Work instruction:
Using "message" as the search string, find the matching lines below and copy them.

Data shown:

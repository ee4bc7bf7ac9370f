// Licensed under the Apache License, Version 2.0 or the MIT License.
// SPDX-License-Identifier: Apache-2.0 OR MIT

//! CoAP 1.0 message codec and server-side resource dispatch
//! (`SPEC_FULL.md` §4.7). Grounded on `coap_header.hpp`/`coap_server.hpp`
//! (`examples/original_source/include/coap/`).

pub mod message;
pub mod server;

pub use message::{CoapCode, CoapOption, CoapType, Header as CoapHeader};
pub use server::{uri, CoapResourceHandler, CoapServer};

Answer area:
//! CoAP 1.0 message codec and server-side resource dispatch
pub mod message;
pub use message::{CoapCode, CoapOption, CoapType, Header as CoapHeader};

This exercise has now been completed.